OIG report finds DRG 014 overpayment trend
Targeted hospitals will be investigated
A government report released by the Office of The Inspector General (OIG) in Washington, DC, this summer1 found that 35 hospitals had "abnormally high" rates of the diagnosis related group (DRG) 014 code compared to national figures.
DRG 014 is used when patients have principal diagnoses that include cerebrovascular accident and intracerebral hemorrhage.
The Health Care Financing Administration (HCFA) contracts with two clinical data abstraction centers to collect this clinical data from hospital medical records. The centers validate a random sample of claims from all Medicare inpatient hospital discharges.
Results of 1996 validation work found that 4% of DRG 014 discharge samples should have been coded to a lower-weighted DRG. The OIG then analyzed the Medicare Provider Analysis and Review file to identify hospitals with unusually high billings in fiscal years 1993 to 1996.
Exceeded the national norm
The OIG review found 35 out of 4,883 hospitals that had a large proportion of DRG 014 discharges to total discharges in 1996 and a significant increase in the proportion of DRG 014 discharges to total discharges between 1993 and 1996.
The 35 hospitals exceeded the national norms of the number of DRG 014 discharges by 1,403 cases. Using an average per discharge difference of $1,716, the OIG estimates that the potential overpayments could be as high as $2.4 million or 14% of the $16.6 million paid to these hospitals in 1996.
The 35 hospitals have been referred to the OIG’s Office of Investigations.
Earlier this year in a report to HCFA, Inspector General June Gibbs-Brown expressed concern about the potential for abuse of the DRG system and about HCFA’s oversight of the accuracy of the DRG coding system.2 "The DRG system is vulnerable to abuse by providers who wish to increase reimbursement inappropriately through upcoding, particularly so within certain DRGs," the inspector general said. These DRGs included 014, DRG 79 (respiratory infections), and DRG 416 (septicemia).
The OIG found that in a focused sample of 299 hospitals, the average rate of upcoding was not statistically different from the average downcoding rate. Those hospitals that computer software predicted would have a high rate of upcoding, though, had an average upcoding rate of more than twice that of downcoding. To the OIG, the difference indicated instances of intentional abuse by some providers.

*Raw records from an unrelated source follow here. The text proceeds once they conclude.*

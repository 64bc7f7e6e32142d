//! SQLite-backed live parameter store.

use async_trait::async_trait;
use chrono::{DateTime, TimeZone, Utc};
use rusqlite::{params, Connection, OptionalExtension};
use std::path::Path;
use std::str::FromStr;
use std::sync::{Mutex, MutexGuard};

use crate::error::{RewindError, RewindResult};
use crate::traits::{LiveParameter, LiveStore, ParameterPage, ParameterWrite};
use crate::types::{ValueType, SEPARATOR};

/// Hierarchical parameter store kept in a SQLite database.
///
/// Modification times have one-second granularity.
pub struct SqliteLiveStore {
    conn: Mutex<Connection>,
}

impl SqliteLiveStore {
    /// Open (or create) a store at the given path.
    pub fn new(path: impl AsRef<Path>) -> RewindResult<Self> {
        let conn = Connection::open(path)?;
        let store = Self {
            conn: Mutex::new(conn),
        };
        store.init_schema()?;
        Ok(store)
    }

    /// Create an in-memory store (for testing)
    pub fn in_memory() -> RewindResult<Self> {
        let conn = Connection::open_in_memory()?;
        let store = Self {
            conn: Mutex::new(conn),
        };
        store.init_schema()?;
        Ok(store)
    }

    fn conn(&self) -> RewindResult<MutexGuard<'_, Connection>> {
        self.conn
            .lock()
            .map_err(|_| RewindError::Internal("live store connection poisoned".into()))
    }

    fn init_schema(&self) -> RewindResult<()> {
        let conn = self.conn()?;
        conn.execute_batch(
            r#"
            CREATE TABLE IF NOT EXISTS parameters (
                key TEXT PRIMARY KEY,
                value TEXT NOT NULL,
                value_type TEXT NOT NULL,
                description TEXT,
                last_modified INTEGER NOT NULL,
                revision INTEGER NOT NULL
            );
        "#,
        )?;
        Ok(())
    }

    fn row_to_parameter(row: &rusqlite::Row<'_>) -> rusqlite::Result<RawParameter> {
        Ok(RawParameter {
            key: row.get(0)?,
            value: row.get(1)?,
            value_type: row.get(2)?,
            description: row.get(3)?,
            last_modified: row.get(4)?,
            revision: row.get(5)?,
        })
    }
}

struct RawParameter {
    key: String,
    value: String,
    value_type: String,
    description: Option<String>,
    last_modified: i64,
    revision: i64,
}

impl RawParameter {
    fn into_parameter(self) -> RewindResult<LiveParameter> {
        let value_type = ValueType::from_str(&self.value_type).map_err(|_| {
            RewindError::store(format!(
                "{} has unknown value type {}",
                self.key, self.value_type
            ))
        })?;
        Ok(LiveParameter {
            last_modified: from_unix(self.last_modified)?,
            key: self.key,
            value: self.value,
            value_type,
            description: self.description,
            revision: self.revision as u64,
        })
    }
}

fn from_unix(seconds: i64) -> RewindResult<DateTime<Utc>> {
    Utc.timestamp_opt(seconds, 0)
        .single()
        .ok_or_else(|| RewindError::store(format!("modification time out of range: {}", seconds)))
}

#[async_trait]
impl LiveStore for SqliteLiveStore {
    async fn get_parameter(&self, key: &str) -> RewindResult<Option<LiveParameter>> {
        let conn = self.conn()?;
        let raw = conn
            .query_row(
                r#"SELECT key, value, value_type, description, last_modified, revision
                   FROM parameters WHERE key = ?1"#,
                params![key],
                Self::row_to_parameter,
            )
            .optional()?;
        raw.map(RawParameter::into_parameter).transpose()
    }

    async fn get_parameters_by_path(
        &self,
        path: &str,
        recursive: bool,
        cursor: Option<String>,
        page_size: usize,
    ) -> RewindResult<ParameterPage> {
        if !path.ends_with(SEPARATOR) {
            return Err(RewindError::validation_with_suggestion(
                format!("path '{}' must end with '{}'", path, SEPARATOR),
                format!("Use '{}{}'", path, SEPARATOR),
            ));
        }

        let rows: Vec<RawParameter> = {
            let conn = self.conn()?;
            let mut stmt = conn.prepare(
                r#"SELECT key, value, value_type, description, last_modified, revision
                   FROM parameters
                   WHERE substr(key, 1, length(?1)) = ?1
                     AND (?2 OR instr(substr(key, length(?1) + 1), '/') = 0)
                     AND (?3 IS NULL OR key > ?3)
                   ORDER BY key ASC
                   LIMIT ?4"#,
            )?;
            let mapped = stmt.query_map(
                params![path, recursive, cursor, (page_size + 1) as i64],
                Self::row_to_parameter,
            )?;
            mapped.collect::<Result<Vec<_>, _>>()?
        };

        let has_more = rows.len() > page_size;
        let parameters = rows
            .into_iter()
            .take(page_size)
            .map(RawParameter::into_parameter)
            .collect::<RewindResult<Vec<_>>>()?;
        let next_cursor = if has_more {
            parameters.last().map(|p| p.key.clone())
        } else {
            None
        };

        Ok(ParameterPage {
            parameters,
            next_cursor,
        })
    }

    async fn put_parameter(&self, write: &ParameterWrite, overwrite: bool) -> RewindResult<u64> {
        let conn = self.conn()?;
        let current: Option<i64> = conn
            .query_row(
                "SELECT revision FROM parameters WHERE key = ?1",
                params![write.key],
                |row| row.get(0),
            )
            .optional()?;

        if current.is_some() && !overwrite {
            return Err(RewindError::validation(format!(
                "parameter {} already exists",
                write.key
            )));
        }

        let revision = current.unwrap_or(0) + 1;
        conn.execute(
            r#"INSERT INTO parameters (key, value, value_type, description, last_modified, revision)
               VALUES (?1, ?2, ?3, ?4, ?5, ?6)
               ON CONFLICT(key) DO UPDATE SET
                   value = excluded.value,
                   value_type = excluded.value_type,
                   description = excluded.description,
                   last_modified = excluded.last_modified,
                   revision = excluded.revision"#,
            params![
                write.key,
                write.value,
                write.value_type.as_str(),
                write.description,
                Utc::now().timestamp(),
                revision,
            ],
        )?;
        Ok(revision as u64)
    }

    async fn delete_parameter(&self, key: &str) -> RewindResult<bool> {
        let conn = self.conn()?;
        let removed = conn.execute("DELETE FROM parameters WHERE key = ?1", params![key])?;
        Ok(removed > 0)
    }
}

In the report, the OIG also recommended that HCFA perform "routine monitoring and analysis of hospital billing data and clinical data to proactively identify aberrant patterns of upcoding." Since the publication of the report, HCFA has agreed to this recommendation.
1. Office of The Inspector General. Medicare Payments for DRG 014: Specific Cerebrovascular Disorders Except Transient Ischemic Attack. OEI-03-99-00240. Washington, DC; July 1999.
2. Office of The Inspector General. Monitoring the Accuracy of Hospital Coding. OEI-01-98-00420. Washington, DC; January 1999.